In the last decade, two-thirds of the world's forest elephants – found only in the rainforests of Equatorial Africa – have been slaughtered by ivory poachers.
Why the explosion in killing? Since 2000, more than 50,000 kilometres of roads have been bulldozed into this habitat, mostly by industrial loggers, inadvertently opening it up to poachers armed with powerful rifles and cable snares. The elephants simply have nowhere to hide any more.
Such ecological carnage is being repeated the world over. The last remnants of nature are in retreat - and it is roads and other infrastructure that are often the root cause.

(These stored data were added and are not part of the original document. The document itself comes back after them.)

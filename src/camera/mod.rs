mod cursor;
mod look;
mod plugin;

pub use cursor::*;
pub use look::*;
pub use plugin::CameraPlugin;
use bevy::prelude::*;
use bevy::window::{CursorGrabMode, CursorOptions, PrimaryWindow};

use crate::player::MovementDisabled;

/// Whether mouse motion currently turns the camera (cursor grabbed)
#[derive(Resource, Debug, Default)]
pub struct LookCapture {
    pub active: bool,
    /// Capture was dropped by a disable and comes back on re-enable
    resume: bool,
}

impl LookCapture {
    /// Next capture state given this frame's events
    fn next(&mut self, disabled: bool, clicked: bool, released: bool) -> bool {
        if disabled {
            self.resume |= self.active;
            return false;
        }
        if released {
            self.resume = false;
            return false;
        }
        if clicked || self.resume {
            self.resume = false;
            return true;
        }
        self.active
    }
}

/// Grabs the cursor on click and releases it on Escape or while movement is
/// disabled
pub fn update_cursor_capture(
    disabled: Res<MovementDisabled>,
    mouse: Res<ButtonInput<MouseButton>>,
    keys: Res<ButtonInput<KeyCode>>,
    mut capture: ResMut<LookCapture>,
    mut cursors: Query<&mut CursorOptions, With<PrimaryWindow>>,
) {
    let want = capture.next(
        disabled.0,
        mouse.just_pressed(MouseButton::Left),
        keys.just_pressed(KeyCode::Escape),
    );
    if want == capture.active {
        return;
    }
    capture.active = want;

    let Ok(mut cursor) = cursors.single_mut() else {
        return;
    };
    cursor.grab_mode = if want {
        CursorGrabMode::Locked
    } else {
        CursorGrabMode::None
    };
    cursor.visible = !want;
}

#[cfg(test)]
mod tests {
    use super::*;

    #[test]
    fn click_captures_and_escape_releases() {
        let mut capture = LookCapture::default();
        assert!(!capture.next(false, false, false));

        capture.active = capture.next(false, true, false);
        assert!(capture.active);
        assert!(capture.next(false, false, false));

        capture.active = capture.next(false, false, true);
        assert!(!capture.active);
        assert!(!capture.next(false, false, false));
    }

    #[test]
    fn disable_releases_and_reenable_restores() {
        let mut capture = LookCapture {
            active: true,
            ..default()
        };

        for _ in 0..3 {
            capture.active = capture.next(true, true, false);
            assert!(!capture.active);
        }

        capture.active = capture.next(false, false, false);
        assert!(capture.active);
    }

    #[test]
    fn reenable_without_prior_capture_stays_released() {
        let mut capture = LookCapture::default();
        capture.active = capture.next(true, false, false);
        capture.active = capture.next(false, false, false);
        assert!(!capture.active);
    }
}
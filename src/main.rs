use avian3d::prelude::*;
use bevy::prelude::*;
use bevy_freeroam::prelude::*;

fn main() {
    App::new()
        .add_plugins(DefaultPlugins.set(WindowPlugin {
            primary_window: Some(Window {
                title: "Free Roam".into(),
                ..default()
            }),
            ..default()
        }))
        .add_plugins(FreeRoamPlugin)
        .insert_resource(SpawnPoint {
            position: Vec3::new(0.0, 5.0, 6.0),
            yaw: 0.0,
        })
        .add_systems(Startup, spawn_world)
        .add_systems(Update, (toggle_dialog, teleport_home))
        .run();
}

/// A static piece of world geometry with a matching box collider
fn block(
    meshes: &mut Assets<Mesh>,
    material: &Handle<StandardMaterial>,
    size: Vec3,
    position: Vec3,
) -> impl Bundle + use<> {
    (
        Mesh3d(meshes.add(Cuboid::from_size(size))),
        MeshMaterial3d(material.clone()),
        RigidBody::Static,
        Collider::cuboid(size.x, size.y, size.z),
        Transform::from_translation(position),
    )
}

fn spawn_world(
    mut commands: Commands,
    mut meshes: ResMut<Assets<Mesh>>,
    mut materials: ResMut<Assets<StandardMaterial>>,
) {
    let ground = materials.add(Color::srgb(0.35, 0.55, 0.3));
    let stone = materials.add(Color::srgb(0.6, 0.6, 0.65));
    let wood = materials.add(Color::srgb(0.55, 0.4, 0.25));
    let sign = materials.add(Color::srgb(0.9, 0.8, 0.4));

    commands.spawn((
        DirectionalLight {
            illuminance: 10_000.0,
            shadows_enabled: true,
            ..default()
        },
        Transform::from_xyz(100.0, 20.0, 100.0).looking_at(Vec3::ZERO, Vec3::Y),
    ));

    // Untagged, so solid by default
    commands.spawn(block(&mut meshes, &ground, Vec3::new(40.0, 0.2, 40.0), Vec3::new(0.0, -0.1, 0.0)));
    commands.spawn(block(&mut meshes, &stone, Vec3::new(0.4, 3.0, 20.0), Vec3::new(4.0, 1.5, 0.0)));

    // Only the root is tagged; every wall inherits it
    commands
        .spawn((
            CollisionTag::Solid,
            Transform::from_xyz(-6.0, 0.0, -4.0),
            Visibility::default(),
        ))
        .with_children(|house| {
            house.spawn(block(&mut meshes, &wood, Vec3::new(4.0, 2.5, 0.2), Vec3::new(0.0, 1.25, -2.0)));
            house.spawn(block(&mut meshes, &wood, Vec3::new(0.2, 2.5, 4.0), Vec3::new(-2.0, 1.25, 0.0)));
            house.spawn(block(&mut meshes, &wood, Vec3::new(0.2, 2.5, 4.0), Vec3::new(2.0, 1.25, 0.0)));
            // Low roof to bump your head on
            house.spawn(block(&mut meshes, &wood, Vec3::new(4.2, 0.2, 4.2), Vec3::new(0.0, 2.6, 0.0)));
        });

    // Visible but walk-through
    commands
        .spawn((
            CollisionTag::NonSolid,
            Transform::from_xyz(0.0, 0.0, 2.0),
            Visibility::default(),
        ))
        .with_children(|post| {
            post.spawn(block(&mut meshes, &wood, Vec3::new(0.1, 1.2, 0.1), Vec3::new(0.0, 0.6, 0.0)));
            post.spawn(block(&mut meshes, &sign, Vec3::new(0.8, 0.5, 0.05), Vec3::new(0.0, 1.3, 0.0)));
        });
}

/// Tab stands in for a dialog opening and closing
fn toggle_dialog(keys: Res<ButtonInput<KeyCode>>, mut disabled: ResMut<MovementDisabled>) {
    if keys.just_pressed(KeyCode::Tab) {
        disabled.0 = !disabled.0;
        info!("movement {}", if disabled.0 { "disabled" } else { "enabled" });
    }
}

fn teleport_home(
    keys: Res<ButtonInput<KeyCode>>,
    config: Query<&PlayerConfig, With<Player>>,
    mut teleports: MessageWriter<Teleport>,
) {
    if !keys.just_pressed(KeyCode::KeyT) {
        return;
    }
    let Ok(config) = config.single() else {
        return;
    };
    teleports.write(Teleport::to_feet(Vec3::new(-6.0, 0.0, -4.0), config.eye_height));
}
use bevy::prelude::*;

/// Marker component for the player entity (also used as input context).
///
/// The player entity is the camera itself; there is no separate body.
#[derive(Component, Default)]
pub struct Player;

/// Player movement configuration
#[derive(Component, Debug, Clone, Copy)]
pub struct PlayerConfig {
    /// Horizontal speed in m/s
    pub move_speed: f32,
    /// Radians of look rotation per unit of look delta
    pub look_sensitivity: f32,
    /// Vertical acceleration in m/s², negative is down
    pub gravity: f32,
    /// Upward velocity applied on jump
    pub jump_impulse: f32,
    /// Height of the eye above the ground it stands on
    pub eye_height: f32,
    /// Horizontal clearance kept between the eye and walls
    pub radius: f32,
    /// Extra reach of the ground probe beyond eye height
    pub ground_margin: f32,
    /// Reach of the ceiling probe above the eye
    pub ceiling_clearance: f32,
    /// Upper bound on the elapsed time of a single tick in seconds
    pub max_elapsed: f32,
}

impl Default for PlayerConfig {
    fn default() -> Self {
        Self {
            move_speed: 3.0,
            look_sensitivity: 0.002,
            gravity: -9.8,
            jump_impulse: 5.0,
            eye_height: 1.7,
            radius: 0.5,
            ground_margin: 0.1,
            ceiling_clearance: 0.2,
            max_elapsed: 0.1,
        }
    }
}

/// Whether the player currently stands on something
#[derive(Debug, Clone, Copy, PartialEq, Eq)]
pub enum MovementState {
    Grounded,
    Airborne,
}

/// Position, look and vertical motion of the player.
///
/// Only the movement controller mutates this; other systems submit intents
/// such as [`Teleport`](super::Teleport).
#[derive(Component, Debug, Clone, Copy, PartialEq)]
pub struct PlayerState {
    pub(crate) position: Vec3,
    pub(crate) yaw: f32,
    pub(crate) pitch: f32,
    pub(crate) vertical_velocity: f32,
    pub(crate) grounded: bool,
}

impl PlayerState {
    /// Airborne and at rest at `position`, looking down -Z
    pub fn new(position: Vec3) -> Self {
        Self {
            position,
            yaw: 0.0,
            pitch: 0.0,
            vertical_velocity: 0.0,
            grounded: false,
        }
    }

    pub fn with_look(mut self, yaw: f32, pitch: f32) -> Self {
        self.yaw = yaw;
        self.pitch = pitch.clamp(-std::f32::consts::FRAC_PI_2, std::f32::consts::FRAC_PI_2);
        self
    }

    /// Eye position in world space
    pub fn position(&self) -> Vec3 {
        self.position
    }

    pub fn yaw(&self) -> f32 {
        self.yaw
    }

    pub fn pitch(&self) -> f32 {
        self.pitch
    }

    pub fn vertical_velocity(&self) -> f32 {
        self.vertical_velocity
    }

    pub fn grounded(&self) -> bool {
        self.grounded
    }

    pub fn state(&self) -> MovementState {
        if self.grounded {
            MovementState::Grounded
        } else {
            MovementState::Airborne
        }
    }

    /// Camera rotation; roll is always zero
    pub fn orientation(&self) -> Quat {
        Quat::from_euler(EulerRot::YXZ, self.yaw, self.pitch, 0.0)
    }

    /// Overwrites the eye position, keeping velocity and grounded as they are
    pub fn teleport(&mut self, position: Vec3) {
        self.position = position;
    }
}

/// Marker: player is on the ground
#[derive(Component)]
#[component(storage = "SparseSet")]
pub struct Grounded;

/// Where the player appears on startup
#[derive(Resource, Debug, Clone, Copy)]
pub struct SpawnPoint {
    pub position: Vec3,
    pub yaw: f32,
}

impl Default for SpawnPoint {
    fn default() -> Self {
        Self {
            position: Vec3::new(0.0, 1.7, 5.0),
            yaw: 0.0,
        }
    }
}

#[cfg(test)]
mod tests {
    use super::*;

    #[test]
    fn orientation_has_no_roll() {
        let state = PlayerState::new(Vec3::ZERO).with_look(1.2, -0.4);
        let (yaw, pitch, roll) = state.orientation().to_euler(EulerRot::YXZ);
        assert!((yaw - 1.2).abs() < 1e-5);
        assert!((pitch + 0.4).abs() < 1e-5);
        assert!(roll.abs() < 1e-5);
    }

    #[test]
    fn default_look_is_negative_z() {
        let state = PlayerState::new(Vec3::ZERO);
        assert!((state.orientation() * Vec3::NEG_Z).abs_diff_eq(Vec3::NEG_Z, 1e-6));
        assert_eq!(state.state(), MovementState::Airborne);
    }

    #[test]
    fn teleport_keeps_motion() {
        let mut state = PlayerState::new(Vec3::ZERO);
        state.vertical_velocity = -3.0;
        state.grounded = true;
        state.teleport(Vec3::new(4.0, 2.0, 1.0));

        assert_eq!(state.position(), Vec3::new(4.0, 2.0, 1.0));
        assert_eq!(state.vertical_velocity(), -3.0);
        assert!(state.grounded());
    }
}
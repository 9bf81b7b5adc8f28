//! In-memory collision world built from a tagged ownership tree.
//!
//! Nodes live in an arena and reference their parent by index. Tags are
//! resolved top-down once in [`CollisionWorldBuilder::build`], and every shape
//! is placed at its composed world pose, so a probe is a handful of avian
//! collider ray casts.

use avian3d::prelude::*;
use bevy::math::Affine3A;
use bevy::prelude::*;

use super::query::{CollisionQuery, Contact};
use super::tag::CollisionTag;

/// Subdivisions used when a non-uniform scale can't be applied exactly
const SCALE_DETAIL: u32 = 10;

/// Index of a node inside a [`CollisionWorldBuilder`] / [`CollisionWorld`]
#[derive(Debug, Clone, Copy, PartialEq, Eq, Hash)]
pub struct NodeId(u32);

impl NodeId {
    pub fn index(self) -> usize {
        self.0 as usize
    }
}

/// Indexed triangle soup in node-local space
#[derive(Debug, Clone, Default)]
pub struct TriangleMesh {
    pub vertices: Vec<Vec3>,
    pub indices: Vec<[u32; 3]>,
}

impl TriangleMesh {
    pub fn new(vertices: Vec<Vec3>, indices: Vec<[u32; 3]>) -> Self {
        Self { vertices, indices }
    }

    /// Axis-aligned rectangle on the XZ plane centered at the origin, facing +Y
    pub fn quad(half_x: f32, half_z: f32) -> Self {
        Self::new(
            vec![
                Vec3::new(-half_x, 0.0, -half_z),
                Vec3::new(half_x, 0.0, -half_z),
                Vec3::new(half_x, 0.0, half_z),
                Vec3::new(-half_x, 0.0, half_z),
            ],
            vec![[0, 2, 1], [0, 3, 2]],
        )
    }

    /// Closed box centered at the origin
    pub fn cuboid(half_extents: Vec3) -> Self {
        let h = half_extents;
        let vertices = vec![
            Vec3::new(-h.x, -h.y, -h.z),
            Vec3::new(h.x, -h.y, -h.z),
            Vec3::new(h.x, h.y, -h.z),
            Vec3::new(-h.x, h.y, -h.z),
            Vec3::new(-h.x, -h.y, h.z),
            Vec3::new(h.x, -h.y, h.z),
            Vec3::new(h.x, h.y, h.z),
            Vec3::new(-h.x, h.y, h.z),
        ];
        let indices = vec![
            // -Z
            [0, 2, 1],
            [0, 3, 2],
            // +Z
            [4, 5, 6],
            [4, 6, 7],
            // -X
            [0, 4, 7],
            [0, 7, 3],
            // +X
            [1, 2, 6],
            [1, 6, 5],
            // -Y
            [0, 1, 5],
            [0, 5, 4],
            // +Y
            [3, 7, 6],
            [3, 6, 2],
        ];
        Self::new(vertices, indices)
    }

    /// Trimesh collider for this geometry.
    ///
    /// Triangles pointing past the vertex list are dropped; `None` when no
    /// triangle is left.
    pub fn to_collider(&self) -> Option<Collider> {
        let indices: Vec<[u32; 3]> = self
            .indices
            .iter()
            .copied()
            .filter(|tri| tri.iter().all(|&i| (i as usize) < self.vertices.len()))
            .collect();
        if indices.is_empty() {
            return None;
        }
        Some(Collider::trimesh(self.vertices.clone(), indices))
    }
}

#[derive(Debug, Clone)]
struct NodeDesc {
    parent: Option<NodeId>,
    tag: Option<CollisionTag>,
    transform: Transform,
    collider: Option<Collider>,
}

/// Collects the ownership tree of the scene before it is baked.
#[derive(Debug, Default)]
pub struct CollisionWorldBuilder {
    nodes: Vec<NodeDesc>,
}

impl CollisionWorldBuilder {
    /// Appends a node under `parent` with a transform relative to it.
    ///
    /// # Panics
    ///
    /// Panics if `parent` was not issued by this builder.
    pub fn add_node(
        &mut self,
        parent: Option<NodeId>,
        tag: Option<CollisionTag>,
        transform: Transform,
        collider: Option<Collider>,
    ) -> NodeId {
        if let Some(parent) = parent {
            assert!(
                parent.index() < self.nodes.len(),
                "parent {parent:?} does not belong to this collision world"
            );
        }

        let id = NodeId(self.nodes.len() as u32);
        self.nodes.push(NodeDesc {
            parent,
            tag,
            transform,
            collider,
        });
        id
    }

    /// Adds a shape-less grouping node, typically the root of an imported model
    pub fn add_group(
        &mut self,
        parent: Option<NodeId>,
        tag: Option<CollisionTag>,
        transform: Transform,
    ) -> NodeId {
        self.add_node(parent, tag, transform, None)
    }

    /// Adds a leaf carrying any avian collider, e.g. one made with
    /// [`Collider::trimesh_from_mesh`]
    pub fn add_collider(
        &mut self,
        parent: Option<NodeId>,
        tag: Option<CollisionTag>,
        transform: Transform,
        collider: Collider,
    ) -> NodeId {
        self.add_node(parent, tag, transform, Some(collider))
    }

    /// Adds a leaf carrying triangle geometry.
    ///
    /// A mesh without a usable triangle still takes a node, but has nothing
    /// to hit.
    pub fn add_mesh(
        &mut self,
        parent: Option<NodeId>,
        tag: Option<CollisionTag>,
        transform: Transform,
        mesh: TriangleMesh,
    ) -> NodeId {
        let collider = mesh.to_collider();
        if collider.is_none() {
            debug!("collision mesh with no valid triangles ignored");
        }
        self.add_node(parent, tag, transform, collider)
    }

    /// Composes world transforms, resolves tags and places every shape.
    pub fn build(self) -> CollisionWorld {
        let mut world_transforms: Vec<Affine3A> = Vec::with_capacity(self.nodes.len());
        let mut solid: Vec<bool> = Vec::with_capacity(self.nodes.len());
        let mut shapes = Vec::new();

        // Parents always precede children, so a single forward pass is top-down.
        for node in self.nodes {
            let local = node.transform.compute_affine();
            let (world, inherited) = match node.parent {
                Some(parent) => (
                    world_transforms[parent.index()] * local,
                    solid[parent.index()],
                ),
                None => (local, true),
            };
            let is_solid = node.tag.map_or(inherited, CollisionTag::is_solid);

            world_transforms.push(world);
            solid.push(is_solid);

            // Non-solid shapes can never stop a probe
            if let Some(collider) = node.collider.filter(|_| is_solid) {
                shapes.push(PlacedShape::new(collider, &world));
            }
        }

        CollisionWorld { solid, shapes }
    }
}

/// A solid collider at its world pose, with the scale already applied to the
/// shape
#[derive(Debug, Clone)]
struct PlacedShape {
    collider: Collider,
    translation: Vec3,
    rotation: Quat,
}

impl PlacedShape {
    fn new(mut collider: Collider, world: &Affine3A) -> Self {
        let (scale, rotation, translation) = world.to_scale_rotation_translation();
        collider.set_scale(scale, SCALE_DETAIL);
        Self {
            collider,
            translation,
            rotation,
        }
    }

    fn cast(&self, origin: Vec3, direction: Dir3, max_distance: f32) -> Option<Contact> {
        self.collider
            .cast_ray(
                self.translation,
                self.rotation,
                origin,
                direction.as_vec3(),
                max_distance,
                true,
            )
            .map(|(distance, normal)| Contact::new(distance, normal))
    }
}

/// Static world geometry with tags already resolved.
///
/// Immutable after [`CollisionWorldBuilder::build`]; safe to share between
/// any number of readers.
#[derive(Debug, Default)]
pub struct CollisionWorld {
    solid: Vec<bool>,
    shapes: Vec<PlacedShape>,
}

impl CollisionWorld {
    pub fn builder() -> CollisionWorldBuilder {
        CollisionWorldBuilder::default()
    }

    /// Resolved tag of a node; unknown ids read as solid
    pub fn is_solid(&self, node: NodeId) -> bool {
        self.solid.get(node.index()).copied().unwrap_or(true)
    }

    pub fn node_count(&self) -> usize {
        self.solid.len()
    }

    /// Number of solid shapes a probe tests against
    pub fn shape_count(&self) -> usize {
        self.shapes.len()
    }

    /// True when nothing can stop a probe
    pub fn is_empty(&self) -> bool {
        self.shapes.is_empty()
    }
}

impl CollisionQuery for CollisionWorld {
    fn probe(&self, origin: Vec3, direction: Dir3, max_distance: f32) -> Option<Contact> {
        self.shapes
            .iter()
            .filter_map(|shape| shape.cast(origin, direction, max_distance))
            .min_by(|a, b| a.distance.total_cmp(&b.distance))
    }
}
use bevy::prelude::*;
use bevy_enhanced_input::prelude::*;

use super::input::{
    handle_jump_start, handle_look_input, handle_move_key_end, handle_move_key_start,
    snapshot_input, AnalogMove, HeldKeys, InputSnapshot, JumpAction, JumpPressed, JumpRequest,
    LookAction, LookInput, MoveBackAction, MoveForwardAction, MovementDisabled,
    StrafeLeftAction, StrafeRightAction, TouchLookSettings,
};
use super::movement::*;
use super::state::*;
use super::teleport::Teleport;
use crate::camera::CameraConfig;
use crate::FreeRoamSystems;

/// Plugin for the first-person player controller
pub struct PlayerPlugin;

impl Plugin for PlayerPlugin {
    fn build(&self, app: &mut App) {
        if !app.is_plugin_added::<EnhancedInputPlugin>() {
            app.add_plugins(EnhancedInputPlugin);
        }

        // Register input context for player
        app.add_input_context::<Player>();

        // Input observers
        app.add_observer(handle_move_key_start::<MoveForwardAction>);
        app.add_observer(handle_move_key_end::<MoveForwardAction>);
        app.add_observer(handle_move_key_start::<MoveBackAction>);
        app.add_observer(handle_move_key_end::<MoveBackAction>);
        app.add_observer(handle_move_key_start::<StrafeLeftAction>);
        app.add_observer(handle_move_key_end::<StrafeLeftAction>);
        app.add_observer(handle_move_key_start::<StrafeRightAction>);
        app.add_observer(handle_move_key_end::<StrafeRightAction>);
        app.add_observer(handle_look_input);
        app.add_observer(handle_jump_start);

        app.init_resource::<MovementDisabled>()
            .init_resource::<AnalogMove>()
            .init_resource::<TouchLookSettings>()
            .init_resource::<SpawnPoint>()
            .add_message::<Teleport>()
            .add_message::<JumpRequest>();

        app.add_systems(Startup, spawn_player);

        app.configure_sets(
            Update,
            (
                FreeRoamSystems::Input,
                FreeRoamSystems::Movement,
                FreeRoamSystems::Camera,
            )
                .chain(),
        );

        // One tick per rendered frame
        app.add_systems(Update, snapshot_input.in_set(FreeRoamSystems::Input));
        app.add_systems(
            Update,
            (move_player, sync_grounded_marker)
                .chain()
                .in_set(FreeRoamSystems::Movement),
        );
    }
}

/// Spawns the player camera with all required components
pub fn spawn_player(mut commands: Commands, spawn: Res<SpawnPoint>) {
    let config = PlayerConfig::default();
    let camera_config = CameraConfig::default();
    let state = PlayerState::new(spawn.position).with_look(spawn.yaw, 0.0);

    commands
        .spawn((
            Player,
            config,
            state,
            camera_config,
            Camera3d::default(),
            Projection::Perspective(PerspectiveProjection {
                fov: camera_config.fov,
                near: camera_config.near,
                far: camera_config.far,
                ..default()
            }),
            Transform::from_translation(state.position()).with_rotation(state.orientation()),
        ))
        .insert((
            // Input state
            HeldKeys::default(),
            LookInput::default(),
            JumpPressed::default(),
            InputSnapshot::default(),
        ))
        .insert(
            // Input bindings
            actions!(Player[
                (
                    Action::<MoveForwardAction>::new(),
                    bindings![KeyCode::KeyW, KeyCode::ArrowUp],
                ),
                (
                    Action::<MoveBackAction>::new(),
                    bindings![KeyCode::KeyS, KeyCode::ArrowDown],
                ),
                (
                    Action::<StrafeLeftAction>::new(),
                    bindings![KeyCode::KeyA, KeyCode::ArrowLeft],
                ),
                (
                    Action::<StrafeRightAction>::new(),
                    bindings![KeyCode::KeyD, KeyCode::ArrowRight],
                ),
                (
                    Action::<LookAction>::new(),
                    bindings![
                        Binding::mouse_motion(),
                    ],
                ),
                (
                    Action::<JumpAction>::new(),
                    bindings![KeyCode::Space, GamepadButton::South],
                ),
            ]),
        );

    info!("player spawned at {}", spawn.position);
}
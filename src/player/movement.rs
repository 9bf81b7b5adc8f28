use bevy::prelude::*;

use super::controller::PlayerController;
use super::input::InputSnapshot;
use super::state::*;
use super::teleport::Teleport;
use crate::collision::SpatialProbe;

/// Applies pending teleports, then runs one controller tick against the
/// physics world
pub fn move_player(
    probe: SpatialProbe,
    mut teleports: MessageReader<Teleport>,
    mut query: Query<(&PlayerConfig, &InputSnapshot, &mut PlayerState), With<Player>>,
    time: Res<Time>,
) {
    let Ok((config, input, mut state)) = query.single_mut() else {
        return;
    };

    // Only the latest request matters if several arrive in one frame
    if let Some(teleport) = teleports.read().last() {
        state.teleport(teleport.position);
        debug!("teleported player to {}", teleport.position);
    }

    PlayerController::new(config, &probe).tick(&mut state, input, time.delta_secs());
}

/// Mirrors the grounded flag into the `Grounded` marker for UI consumers
pub fn sync_grounded_marker(
    mut commands: Commands,
    query: Query<(Entity, &PlayerState, Has<Grounded>), With<Player>>,
) {
    for (entity, state, was_grounded) in &query {
        if state.grounded() && !was_grounded {
            commands.entity(entity).insert(Grounded);
        } else if !state.grounded() && was_grounded {
            commands.entity(entity).remove::<Grounded>();
        }
    }
}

In the Amazon and adjoining Andes mountains, 150 major hydroelectric dams are planned, each requiring a road network for the dams themselves and power lines to be built. Just the 12 proposed for the Tapajós river – one of the biologically richest parts of the Amazon – will lead to nearly 10,000 square kilometres of extra deforestation by 2032, according to a recent study.
The Amazon also has 53,000 active mining leases, spanning more than a fifth of the river basin's land area. New roads for mining and fossil-fuel projects are opening it up like a flayed fish – and with that a Pandora's box of environmental problems, such as illegal deforestation and fires, poaching, illicit gold mining and rampant land speculation.
Feeding frenzy
And if you want to see the wilds of Africa, don't delay. Africa is being transformed by a feeding frenzy of foreign mining investments. China is pouring over $100 billion per year into mining projects on the continent. India, Brazil, Canada, the US and Australia aren't far behind. New roads and infrastructure are rapidly proliferating - including 29 massive "development corridors" that will criss-cross sub-Saharan Africa, opening up many wild and semi-wild areas to new pressures.
Worse may be to come. At a recent summit in Brisbane, Australia, the G20 nations – the largest economies on the planet – pledged to pour $60-70 trillion into new infrastructure across the world over the next 15 years. To put that into perspective, the estimated value of all existing infrastructure is around $50 trillion.
These are scary times for the environment. In my view, the G20's pledge is far too ambitious and should be scaled back sharply. The projects that do go ahead must be managed very carefully, or their environmental consequences could be devastating.
My colleagues and I recently published guidelines that will make such projects ecologically safer (Current Biology, DOI: 10.1016/j.cub.2015.02.050). Ideas include "island" projects without new roads, with people and equipment flown in where possible, and avoiding upgrading dirt roads to deter activities such as illegal logging.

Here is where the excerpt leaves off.